- **Directions**
Could you transcribe every record below exactly as it stands?

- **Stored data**
_ _ _ _ _

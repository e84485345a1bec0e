//! Cache Entry Module
//!
//! Defines the structure for individual in-memory cache entries with TTL support.

use std::collections::{HashMap, HashSet};
use std::time::{SystemTime, UNIX_EPOCH};

// == Cache Data ==
/// The value shapes a key can hold.
#[derive(Debug, Clone, PartialEq, Eq)]
pub enum CacheData {
    /// Plain string value
    Value(String),
    /// Field-to-value mapping
    Hash(HashMap<String, String>),
    /// Unordered unique members
    Set(HashSet<String>),
}

impl CacheData {
    /// Redis-style type name, used in WRONGTYPE errors.
    pub fn type_name(&self) -> &'static str {
        match self {
            CacheData::Value(_) => "string",
            CacheData::Hash(_) => "hash",
            CacheData::Set(_) => "set",
        }
    }

    /// Empty hashes and sets do not exist as keys.
    pub fn is_empty(&self) -> bool {
        match self {
            CacheData::Value(_) => false,
            CacheData::Hash(fields) => fields.is_empty(),
            CacheData::Set(members) => members.is_empty(),
        }
    }
}

// == Cache Entry ==
/// A single cache entry with value and metadata.
#[derive(Debug, Clone)]
pub struct CacheEntry {
    /// The stored data
    pub data: CacheData,
    /// Creation timestamp (Unix milliseconds)
    pub created_at: u64,
    /// Expiration timestamp (Unix milliseconds), None = no expiration
    pub expires_at: Option<u64>,
}

impl CacheEntry {
    // == Constructor ==
    /// Creates a new entry. A TTL of zero seconds means no expiration.
    pub fn new(data: CacheData, ttl_seconds: u64) -> Self {
        let mut entry = Self {
            data,
            created_at: current_timestamp_ms(),
            expires_at: None,
        };
        entry.set_ttl(ttl_seconds);
        entry
    }

    // == Set TTL ==
    /// Sets expiration `ttl_seconds` from now, or clears it when zero.
    pub fn set_ttl(&mut self, ttl_seconds: u64) {
        self.expires_at = (ttl_seconds > 0)
            .then(|| current_timestamp_ms().saturating_add(ttl_seconds.saturating_mul(1000)));
    }

    // == Is Expired ==
    /// Checks if the entry has expired.
    ///
    /// An entry is expired once the current time reaches the expiration time.
    pub fn is_expired(&self) -> bool {
        match self.expires_at {
            Some(expires) => current_timestamp_ms() >= expires,
            None => false,
        }
    }

    // == Time To Live ==
    /// Returns remaining TTL in milliseconds, or None if no expiration is set.
    pub fn ttl_remaining_ms(&self) -> Option<u64> {
        self.expires_at
            .map(|expires| expires.saturating_sub(current_timestamp_ms()))
    }

    /// Returns remaining TTL in seconds, or None if no expiration is set.
    pub fn ttl_remaining(&self) -> Option<u64> {
        self.ttl_remaining_ms().map(|ms| ms / 1000)
    }
}

// == Utility Functions ==
/// Returns current Unix timestamp in milliseconds.
pub fn current_timestamp_ms() -> u64 {
    SystemTime::now()
        .duration_since(UNIX_EPOCH)
        .map(|d| u64::try_from(d.as_millis()).unwrap_or(u64::MAX))
        .unwrap_or(0)
}

// == Unit Tests ==
#[cfg(test)]
mod tests {
    use super::*;
    use std::thread::sleep;
    use std::time::Duration;

    fn value(v: &str) -> CacheData {
        CacheData::Value(v.to_string())
    }

    #[test]
    fn test_entry_creation_no_ttl() {
        let entry = CacheEntry::new(value("test_value"), 0);

        assert_eq!(entry.data, value("test_value"));
        assert!(entry.expires_at.is_none());
        assert!(!entry.is_expired());
    }

    #[test]
    fn test_entry_creation_with_ttl() {
        let entry = CacheEntry::new(value("test_value"), 60);

        assert!(entry.expires_at.is_some());
        assert!(!entry.is_expired());
    }

    #[test]
    fn test_entry_expiration() {
        let entry = CacheEntry::new(value("test_value"), 1);

        assert!(!entry.is_expired());

        sleep(Duration::from_millis(1100));

        assert!(entry.is_expired());
    }

    #[test]
    fn test_set_ttl_zero_clears_expiration() {
        let mut entry = CacheEntry::new(value("v"), 30);
        entry.set_ttl(0);
        assert!(entry.expires_at.is_none());
        assert!(entry.ttl_remaining().is_none());
    }

    #[test]
    fn test_ttl_remaining_seconds() {
        let entry = CacheEntry::new(value("test_value"), 10);

        let remaining = entry.ttl_remaining().unwrap();
        assert!(remaining <= 10);
        assert!(remaining >= 9);
    }

    #[test]
    fn test_expiration_boundary_condition() {
        let now = current_timestamp_ms();
        let entry = CacheEntry {
            data: value("test"),
            created_at: now,
            expires_at: Some(now),
        };

        assert!(entry.is_expired(), "Entry should be expired at boundary");
        assert_eq!(entry.ttl_remaining_ms(), Some(0));
    }

    #[test]
    fn test_data_type_names_and_emptiness() {
        assert_eq!(value("x").type_name(), "string");
        assert!(!value("").is_empty());
        assert!(CacheData::Hash(HashMap::new()).is_empty());
        assert_eq!(CacheData::Set(HashSet::new()).type_name(), "set");
    }
}
//! Repository SDK - generic data access over a relational store and a cache
//!
//! Provides a paginated CRUD repository for any [`db::Entity`] on top of
//! sqlx, and a typed value/hash/set cache repository on top of Redis.

pub mod cache;
pub mod config;
pub mod db;
pub mod error;
pub mod tasks;
pub mod telemetry;

pub use cache::{CacheBackend, CacheRepository, MemoryBackend, RedisBackend};
pub use config::{CacheConfig, DatabaseConfig};
pub use db::{Database, Entity, GenericRepository, PaginationMetadata, Repository, Scope};
pub use error::{CacheError, DbError};
pub use tasks::spawn_cleanup_task;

_ _ _ _ _

- **Task output**
repository e84485345a1bec0e
//! Cache Entry Module
//!
//! Defines the structure for individual in-memory cache entries with TTL support.

use std::collections::{HashMap, HashSet};
use std::time::{SystemTime, UNIX_EPOCH};

// == Cache Data ==
/// The value shapes a key can hold.
#[derive(Debug, Clone, PartialEq, Eq)]
pub enum CacheData {
    /// Plain string value
    Value(String),
    /// Field-to-value mapping
    Hash(HashMap<String, String>),
    /// Unordered unique members
    Set(HashSet<String>),
}

impl CacheData {
    /// Redis-style type name, used in WRONGTYPE errors.
    pub fn type_name(&self) -> &'static str {
        match self {
            CacheData::Value(_) => "string",
            CacheData::Hash(_) => "hash",
            CacheData::Set(_) => "set",
        }
    }

    /// Empty hashes and sets do not exist as keys.
    pub fn is_empty(&self) -> bool {
        match self {
            CacheData::Value(_) => false,
            CacheData::Hash(fields) => fields.is_empty(),
            CacheData::Set(members) => members.is_empty(),
        }
    }
}

// == Cache Entry ==
/// A single cache entry with value and metadata.
#[derive(Debug, Clone)]
pub struct CacheEntry {
    /// The stored data
    pub data: CacheData,
    /// Creation timestamp (Unix milliseconds)
    pub created_at: u64,
    /// Expiration timestamp (Unix milliseconds), None = no expiration
    pub expires_at: Option<u64>,
}

impl CacheEntry {
    // == Constructor ==
    /// Creates a new entry. A TTL of zero seconds means no expiration.
    pub fn new(data: CacheData, ttl_seconds: u64) -> Self {
        let mut entry = Self {
            data,
            created_at: current_timestamp_ms(),
            expires_at: None,
        };
        entry.set_ttl(ttl_seconds);
        entry
    }

    // == Set TTL ==
    /// Sets expiration `ttl_seconds` from now, or clears it when zero.
    pub fn set_ttl(&mut self, ttl_seconds: u64) {
        self.expires_at = (ttl_seconds > 0)
            .then(|| current_timestamp_ms().saturating_add(ttl_seconds.saturating_mul(1000)));
    }

    // == Is Expired ==
    /// Checks if the entry has expired.
    ///
    /// An entry is expired once the current time reaches the expiration time.
    pub fn is_expired(&self) -> bool {
        match self.expires_at {
            Some(expires) => current_timestamp_ms() >= expires,
            None => false,
        }
    }

    // == Time To Live ==
    /// Returns remaining TTL in milliseconds, or None if no expiration is set.
    pub fn ttl_remaining_ms(&self) -> Option<u64> {
        self.expires_at
            .map(|expires| expires.saturating_sub(current_timestamp_ms()))
    }

    /// Returns remaining TTL in seconds, or None if no expiration is set.
    pub fn ttl_remaining(&self) -> Option<u64> {
        self.ttl_remaining_ms().map(|ms| ms / 1000)
    }
}

// == Utility Functions ==
/// Returns current Unix timestamp in milliseconds.
pub fn current_timestamp_ms() -> u64 {
    SystemTime::now()
        .duration_since(UNIX_EPOCH)
        .map(|d| u64::try_from(d.as_millis()).unwrap_or(u64::MAX))
        .unwrap_or(0)
}

// == Unit Tests ==
#[cfg(test)]
mod tests {
    use super::*;
    use std::thread::sleep;
    use std::time::Duration;

    fn value(v: &str) -> CacheData {
        CacheData::Value(v.to_string())
    }

    #[test]
    fn test_entry_creation_no_ttl() {
        let entry = CacheEntry::new(value("test_value"), 0);

        assert_eq!(entry.data, value("test_value"));
        assert!(entry.expires_at.is_none());
        assert!(!entry.is_expired());
    }

    #[test]
    fn test_entry_creation_with_ttl() {
        let entry = CacheEntry::new(value("test_value"), 60);

        assert!(entry.expires_at.is_some());
        assert!(!entry.is_expired());
    }

    #[test]
    fn test_entry_expiration() {
        let entry = CacheEntry::new(value("test_value"), 1);

        assert!(!entry.is_expired());

        sleep(Duration::from_millis(1100));

        assert!(entry.is_expired());
    }

    #[test]
    fn test_set_ttl_zero_clears_expiration() {
        let mut entry = CacheEntry::new(value("v"), 30);
        entry.set_ttl(0);
        assert!(entry.expires_at.is_none());
        assert!(entry.ttl_remaining().is_none());
    }

    #[test]
    fn test_ttl_remaining_seconds() {
        let entry = CacheEntry::new(value("test_value"), 10);

        let remaining = entry.ttl_remaining().unwrap();
        assert!(remaining <= 10);
        assert!(remaining >= 9);
    }

    #[test]
    fn test_expiration_boundary_condition() {
        let now = current_timestamp_ms();
        let entry = CacheEntry {
            data: value("test"),
            created_at: now,
            expires_at: Some(now),
        };

        assert!(entry.is_expired(), "Entry should be expired at boundary");
        assert_eq!(entry.ttl_remaining_ms(), Some(0));
    }

    #[test]
    fn test_data_type_names_and_emptiness() {
        assert_eq!(value("x").type_name(), "string");
        assert!(!value("").is_empty());
        assert!(CacheData::Hash(HashMap::new()).is_empty());
        assert_eq!(CacheData::Set(HashSet::new()).type_name(), "set");
    }
}
//! Repository SDK - generic data access over a relational store and a cache
//!
//! Provides a paginated CRUD repository for any [`db::Entity`] on top of
//! sqlx, and a typed value/hash/set cache repository on top of Redis.

pub mod cache;
pub mod config;
pub mod db;
pub mod error;
pub mod tasks;
pub mod telemetry;

pub use cache::{CacheBackend, CacheRepository, MemoryBackend, RedisBackend};
pub use config::{CacheConfig, DatabaseConfig};
pub use db::{Database, Entity, GenericRepository, PaginationMetadata, Repository, Scope};
pub use error::{CacheError, DbError};
pub use tasks::spawn_cleanup_task;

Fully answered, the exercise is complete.